I force a smile and say, “Thank you.” But all I can focus on is the football stadium gleaming outside Mrs. Rice’s office window. Sweeping. Enormous. Empty. Baking in the morning sun. I went to a game my freshman year and cheered on the Yellow Jackets with all the other Rambling Wrecks. But after that, I got too immersed in my studies to cheer on anything but my grades. And just like the band’s snapping snare drum then, my heart beats triple time now. Mrs. Rice didn’t call me in to here to pat me on the back for my grades.
“As you may have heard, Sita,” she says, and I brace myself, “we’ve been having some . . . difficulties placing students into jobs after graduation.”

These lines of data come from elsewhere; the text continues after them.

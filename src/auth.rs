/// Authentication extractors and utilities
use crate::{
    account::{manager::Claims, ValidatedSession},
    api::middleware::extract_bearer_token,
    context::AppContext,
    error::ApiError,
};
use axum::{async_trait, extract::FromRequestParts, http::request::Parts};

/// Authenticated context - extracts and validates the bearer token
#[derive(Debug, Clone)]
pub struct AuthContext {
    pub account_id: String,
    pub session: ValidatedSession,
}

#[async_trait]
impl FromRequestParts<AppContext> for AuthContext {
    type Rejection = ApiError;

    async fn from_request_parts(
        parts: &mut Parts,
        state: &AppContext,
    ) -> Result<Self, Self::Rejection> {
        let token = extract_bearer_token(&parts.headers)
            .ok_or_else(|| ApiError::Authentication("Missing authorization header".to_string()))?;

        let session = state.account_manager.validate_access_token(&token).await?;

        Ok(AuthContext {
            account_id: session.account_id.clone(),
            session,
        })
    }
}

/// Optional authenticated context - never rejects; anonymous on a missing or bad token
#[derive(Debug, Clone)]
pub struct OptionalAuthContext {
    pub auth: Option<AuthContext>,
}

#[async_trait]
impl FromRequestParts<AppContext> for OptionalAuthContext {
    type Rejection = ApiError;

    async fn from_request_parts(
        parts: &mut Parts,
        state: &AppContext,
    ) -> Result<Self, Self::Rejection> {
        let auth = match extract_bearer_token(&parts.headers) {
            Some(token) => match state.account_manager.validate_access_token(&token).await {
                Ok(session) => Some(AuthContext {
                    account_id: session.account_id.clone(),
                    session,
                }),
                Err(e) => {
                    tracing::debug!("Ignoring invalid optional credential: {}", e);
                    None
                }
            },
            None => None,
        };

        Ok(OptionalAuthContext { auth })
    }
}

/// Verify an HS256 token's signature and expiry
pub fn verify_jwt_token(token: &str, jwt_secret: &str) -> Result<Claims, ApiError> {
    use jsonwebtoken::{decode, errors::ErrorKind, Algorithm, DecodingKey, Validation};

    let decoding_key = DecodingKey::from_secret(jwt_secret.as_bytes());
    let validation = Validation::new(Algorithm::HS256);

    decode::<Claims>(token, &decoding_key, &validation)
        .map(|data| data.claims)
        .map_err(|e| {
            tracing::warn!("JWT verification failed: {}", e);
            match e.kind() {
                ErrorKind::ExpiredSignature => {
                    ApiError::Authentication("Token has expired".to_string())
                }
                ErrorKind::InvalidSignature => {
                    ApiError::Authentication("Invalid token signature".to_string())
                }
                _ => ApiError::Authentication("Invalid token".to_string()),
            }
        })
}
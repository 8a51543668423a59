/// Unified error types for the notekeeper API
use axum::{
    http::StatusCode,
    response::{IntoResponse, Response},
    Json,
};
use serde::{Deserialize, Serialize};
use thiserror::Error;

/// Field-level validation failure
#[derive(Debug, Clone, PartialEq, Eq, Serialize, Deserialize)]
pub struct FieldError {
    pub field: String,
    pub message: String,
}

/// Main error type for the API
#[derive(Error, Debug)]
pub enum ApiError {
    /// Database errors
    #[error("Database error: {0}")]
    Database(#[from] sqlx::Error),

    /// Missing or invalid credentials
    #[error("Authentication failed: {0}")]
    Authentication(String),

    /// Malformed or out-of-range input
    #[error("Validation error: {0}")]
    Validation(String),

    /// Several fields failed validation at once (registration)
    #[error("Validation failed for {} field(s)", .0.len())]
    InvalidFields(Vec<FieldError>),

    /// Resource absent or owned by someone else
    #[error("Not found: {0}")]
    NotFound(String),

    /// Uniqueness violations (duplicate bookmark, taken email)
    #[error("Conflict: {0}")]
    Conflict(String),

    /// AI service failures or unparsable AI answers
    #[error("Upstream error: {0}")]
    Upstream(String),

    /// Media storage errors
    #[error("Media storage error: {0}")]
    MediaStorage(String),

    /// Internal server errors
    #[error("Internal error: {0}")]
    Internal(String),

    /// IO errors
    #[error("IO error: {0}")]
    Io(#[from] std::io::Error),

    /// JWT errors
    #[error("JWT error: {0}")]
    Jwt(String),
}

impl ApiError {
    /// Map a unique-constraint violation to `Conflict`, pass everything else through
    pub fn from_unique_violation(err: sqlx::Error, message: &str) -> Self {
        let unique = matches!(&err, sqlx::Error::Database(db_err) if db_err.is_unique_violation());
        if unique {
            ApiError::Conflict(message.to_string())
        } else {
            ApiError::Database(err)
        }
    }

    /// HTTP status for this error
    pub fn status_code(&self) -> StatusCode {
        match self {
            ApiError::Authentication(_) | ApiError::Jwt(_) => StatusCode::UNAUTHORIZED,
            ApiError::Validation(_) | ApiError::InvalidFields(_) => StatusCode::BAD_REQUEST,
            ApiError::NotFound(_) => StatusCode::NOT_FOUND,
            ApiError::Conflict(_) => StatusCode::CONFLICT,
            ApiError::Upstream(_) => StatusCode::BAD_GATEWAY,
            ApiError::Database(_)
            | ApiError::Internal(_)
            | ApiError::Io(_)
            | ApiError::MediaStorage(_) => StatusCode::INTERNAL_SERVER_ERROR,
        }
    }
}

/// Error envelope returned to clients
#[derive(Debug, Serialize, Deserialize)]
pub struct ErrorEnvelope {
    pub success: bool,
    pub message: String,
    #[serde(skip_serializing_if = "Option::is_none")]
    pub errors: Option<Vec<FieldError>>,
}

/// Convert ApiError to HTTP response
impl IntoResponse for ApiError {
    fn into_response(self) -> Response {
        let status = self.status_code();

        let (message, errors) = match self {
            ApiError::InvalidFields(fields) => ("Validation failed".to_string(), Some(fields)),
            ApiError::Database(e) => {
                tracing::error!(error = %e, "database failure");
                ("Internal server error".to_string(), None) // Don't leak details
            }
            ApiError::Io(e) => {
                tracing::error!(error = %e, "io failure");
                ("Internal server error".to_string(), None)
            }
            ApiError::Internal(e) | ApiError::MediaStorage(e) => {
                tracing::error!(error = %e, "internal failure");
                ("Internal server error".to_string(), None)
            }
            ApiError::Upstream(e) => {
                tracing::warn!(error = %e, "AI service failure");
                (format!("Upstream error: {}", e), None)
            }
            other => (other.to_string(), None),
        };

        let body = Json(ErrorEnvelope {
            success: false,
            message,
            errors,
        });

        (status, body).into_response()
    }
}

/// Result type alias for API operations
pub type ApiResult<T> = Result<T, ApiError>;

#[cfg(test)]
mod tests {
    use super::*;

    #[test]
    fn test_status_codes() {
        assert_eq!(
            ApiError::Validation("x".into()).status_code(),
            StatusCode::BAD_REQUEST
        );
        assert_eq!(
            ApiError::NotFound("x".into()).status_code(),
            StatusCode::NOT_FOUND
        );
        assert_eq!(
            ApiError::Conflict("x".into()).status_code(),
            StatusCode::CONFLICT
        );
        assert_eq!(
            ApiError::Authentication("x".into()).status_code(),
            StatusCode::UNAUTHORIZED
        );
        assert_eq!(
            ApiError::Upstream("x".into()).status_code(),
            StatusCode::BAD_GATEWAY
        );
        assert_eq!(
            ApiError::Internal("x".into()).status_code(),
            StatusCode::INTERNAL_SERVER_ERROR
        );
    }

    #[test]
    fn test_non_unique_error_passes_through() {
        let err = ApiError::from_unique_violation(sqlx::Error::RowNotFound, "dup");
        assert!(matches!(err, ApiError::Database(sqlx::Error::RowNotFound)));
    }

    #[tokio::test]
    async fn test_internal_details_not_leaked() {
        let response = ApiError::Internal("secret path /var/db".into()).into_response();
        assert_eq!(response.status(), StatusCode::INTERNAL_SERVER_ERROR);

        let bytes = axum::body::to_bytes(response.into_body(), usize::MAX)
            .await
            .unwrap();
        let body: ErrorEnvelope = serde_json::from_slice(&bytes).unwrap();
        assert!(!body.success);
        assert_eq!(body.message, "Internal server error");
    }

    #[tokio::test]
    async fn test_invalid_fields_envelope() {
        let response = ApiError::InvalidFields(vec![FieldError {
            field: "email".into(),
            message: "Invalid email".into(),
        }])
        .into_response();
        assert_eq!(response.status(), StatusCode::BAD_REQUEST);

        let bytes = axum::body::to_bytes(response.into_body(), usize::MAX)
            .await
            .unwrap();
        let body: ErrorEnvelope = serde_json::from_slice(&bytes).unwrap();
        assert_eq!(body.errors.unwrap()[0].field, "email");
    }
}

If this were a contest of euphemisms, she’d win the grand prize. By “difficulties” Mrs. Rice means that—according to a study commissioned by the U.S. Congressional Budget Office—ninety-four percent of students graduating with computer science bachelor degrees were unable to find employment last year. Their jobs were replaced by high-level AIs, programs that could build code for a hundredth of the price of a human employee. This year—though the numbers aren’t totaled yet—is shaping up to be far worse. “Yes,” I tell her, “I’ve heard some things.”

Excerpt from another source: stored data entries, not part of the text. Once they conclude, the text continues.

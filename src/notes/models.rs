/// Note data models
use crate::error::{ApiError, ApiResult};
use crate::media_store::{is_safe_key, StoredMedia};
use chrono::{DateTime, Utc};
use serde::{Deserialize, Serialize};

/// Maximum number of tags on a note
pub const MAX_TAGS: usize = 5;

/// Maximum title length in characters
pub const MAX_TITLE_CHARS: usize = 200;

/// Image reference embedded in a note
#[derive(Debug, Clone, PartialEq, Serialize, Deserialize)]
#[serde(rename_all = "camelCase")]
pub struct NoteImage {
    pub file_name: String,
    #[serde(default)]
    pub original_name: String,
    #[serde(default, alias = "filePath")]
    pub file_url: String,
    #[serde(default)]
    pub mime_type: String,
    #[serde(default)]
    pub file_size: i64,
    #[serde(default, skip_serializing_if = "Option::is_none")]
    pub width: Option<u32>,
    #[serde(default, skip_serializing_if = "Option::is_none")]
    pub height: Option<u32>,
    #[serde(default = "Utc::now")]
    pub uploaded_at: DateTime<Utc>,
    /// Display order; absent sorts as 0
    #[serde(default, skip_serializing_if = "Option::is_none")]
    pub position: Option<i64>,
}

impl NoteImage {
    pub fn from_stored(media: StoredMedia, position: Option<i64>) -> Self {
        Self {
            file_name: media.file_name,
            original_name: media.original_name,
            file_url: media.file_url,
            mime_type: media.mime_type,
            file_size: media.file_size,
            width: media.width,
            height: media.height,
            uploaded_at: media.uploaded_at,
            position,
        }
    }
}

/// Sort images ascending by position; stable, so ties keep arrival order
pub fn sort_images(images: &mut [NoteImage]) {
    images.sort_by_key(|img| img.position.unwrap_or(0));
}

/// A stored note
#[derive(Debug, Clone, PartialEq, Serialize)]
#[serde(rename_all = "camelCase")]
pub struct Note {
    pub id: String,
    pub owner_id: String,
    pub title: String,
    pub content: String,
    pub images: Vec<NoteImage>,
    pub tags: Vec<String>,
    pub is_public: bool,
    pub created_at: DateTime<Utc>,
    pub updated_at: DateTime<Utc>,
}

/// Display name of a note's owner
#[derive(Debug, Clone, PartialEq, Serialize)]
#[serde(rename_all = "camelCase")]
pub struct Author {
    pub first_name: String,
    pub last_name: String,
}

/// Public listing item; exposes the author's name and nothing else about them
#[derive(Debug, Clone, Serialize)]
#[serde(rename_all = "camelCase")]
pub struct PublicNote {
    pub id: String,
    pub title: String,
    pub content: String,
    pub images: Vec<NoteImage>,
    pub tags: Vec<String>,
    pub is_public: bool,
    pub created_at: DateTime<Utc>,
    pub updated_at: DateTime<Utc>,
    pub author: Author,
}

impl PublicNote {
    pub fn new(note: Note, author: Author) -> Self {
        Self {
            id: note.id,
            title: note.title,
            content: note.content,
            images: note.images,
            tags: note.tags,
            is_public: note.is_public,
            created_at: note.created_at,
            updated_at: note.updated_at,
            author,
        }
    }
}

/// Create note request
#[derive(Debug, Clone, Default, Deserialize)]
#[serde(rename_all = "camelCase", default)]
pub struct CreateNoteRequest {
    pub title: Option<String>,
    pub content: Option<String>,
    pub images: Option<Vec<NoteImage>>,
    pub tags: Option<Vec<String>>,
    pub is_public: Option<bool>,
}

/// Partial update; omitted fields keep their previous value
#[derive(Debug, Clone, Default, Deserialize)]
#[serde(rename_all = "camelCase", default)]
pub struct UpdateNoteRequest {
    pub title: Option<String>,
    pub content: Option<String>,
    pub images: Option<Vec<NoteImage>>,
    pub tags: Option<Vec<String>>,
    pub is_public: Option<bool>,
}

/// Trimmed tags with empty entries removed
pub fn clean_tags(tags: Vec<String>) -> Vec<String> {
    tags.into_iter()
        .map(|t| t.trim().to_string())
        .filter(|t| !t.is_empty())
        .collect()
}

pub fn check_tag_count(tags: &[String]) -> ApiResult<()> {
    if tags.len() > MAX_TAGS {
        return Err(ApiError::Validation(format!(
            "A note can have at most {} tags",
            MAX_TAGS
        )));
    }
    Ok(())
}

/// Check the invariants a note must satisfy before it is written
pub fn validate_note(
    title: &str,
    content: &str,
    images: &[NoteImage],
    tags: &[String],
) -> ApiResult<()> {
    if title.trim().is_empty() && content.trim().is_empty() && images.is_empty() {
        return Err(ApiError::Validation(
            "At least one of title, content or images must be provided".to_string(),
        ));
    }

    check_tag_count(tags)?;

    if title.chars().count() > MAX_TITLE_CHARS {
        return Err(ApiError::Validation(format!(
            "Title cannot be longer than {} characters",
            MAX_TITLE_CHARS
        )));
    }

    if let Some(bad) = images.iter().find(|img| !is_safe_key(&img.file_name)) {
        return Err(ApiError::Validation(format!(
            "Invalid image reference: {}",
            bad.file_name
        )));
    }

    Ok(())
}

#[cfg(test)]
mod tests {
    use super::*;

    fn image(name: &str, position: Option<i64>) -> NoteImage {
        NoteImage {
            file_name: name.to_string(),
            original_name: name.to_string(),
            file_url: format!("/uploads/images/{}", name),
            mime_type: "image/jpeg".to_string(),
            file_size: 10,
            width: None,
            height: None,
            uploaded_at: Utc::now(),
            position,
        }
    }

    #[test]
    fn test_sort_images_nulls_as_zero() {
        let mut images = vec![
            image("c.jpg", Some(2)),
            image("a.jpg", None),
            image("b.jpg", Some(1)),
            image("z.jpg", Some(-1)),
        ];
        sort_images(&mut images);

        let names: Vec<&str> = images.iter().map(|i| i.file_name.as_str()).collect();
        assert_eq!(names, vec!["z.jpg", "a.jpg", "b.jpg", "c.jpg"]);
    }

    #[test]
    fn test_validate_requires_some_field() {
        let err = validate_note("  ", "\n", &[], &[]).unwrap_err();
        assert!(matches!(err, ApiError::Validation(_)));

        assert!(validate_note("", "", &[image("a.jpg", None)], &[]).is_ok());
        assert!(validate_note("Title", "", &[], &[]).is_ok());
    }

    #[test]
    fn test_validate_tag_limit() {
        let five: Vec<String> = (0..5).map(|i| format!("t{}", i)).collect();
        assert!(validate_note("x", "", &[], &five).is_ok());

        let six: Vec<String> = (0..6).map(|i| format!("t{}", i)).collect();
        assert!(matches!(
            validate_note("x", "", &[], &six),
            Err(ApiError::Validation(_))
        ));
    }

    #[test]
    fn test_validate_title_length() {
        let long = "x".repeat(MAX_TITLE_CHARS + 1);
        assert!(validate_note(&long, "", &[], &[]).is_err());
    }

    #[test]
    fn test_validate_rejects_path_like_image() {
        assert!(validate_note("x", "", &[image("../secret", None)], &[]).is_err());
    }

    #[test]
    fn test_clean_tags() {
        let tags = clean_tags(vec![" rust ".into(), "".into(), "  ".into(), "rust".into()]);
        assert_eq!(tags, vec!["rust", "rust"]);
    }

    #[test]
    fn test_image_deserializes_with_defaults() {
        let img: NoteImage =
            serde_json::from_str(r#"{"fileName":"image_1_a.jpg","filePath":"/uploads/images/image_1_a.jpg"}"#)
                .unwrap();
        assert_eq!(img.file_url, "/uploads/images/image_1_a.jpg");
        assert_eq!(img.position, None);
    }
}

“Well, then, Sita,” she says, haltingly, “Have you considered what you’ll do when you graduate from Tech in two months? What are your plans?”
My breath catches in my throat as I gaze out the window again, at the thousands of plastic stadium seats cracking in the superheated air. It’s supposed to break 100 for the fifth time this month, and it’s only April. “My brother has severe mental and physical disabilities,” I say. “I was hoping to work for a company that designs software tools to facilitate occupational therapists’ work with developmentally and physically disabled children.”
Mrs. Rice frowns, the same frown I’ve seen on a thousand empathetic faces when I tell them of my brother, when they imagine the hardships all of us, but especially Miguel, have endured. “That’s very admirable, Sita. But with things as they are, such a career path may not be possible anymore.” What Mrs. Rice means is that with a five-minute download and a half-dozen mouse clicks, an AI can do what it took me four years and two hundred thousand dollars to learn.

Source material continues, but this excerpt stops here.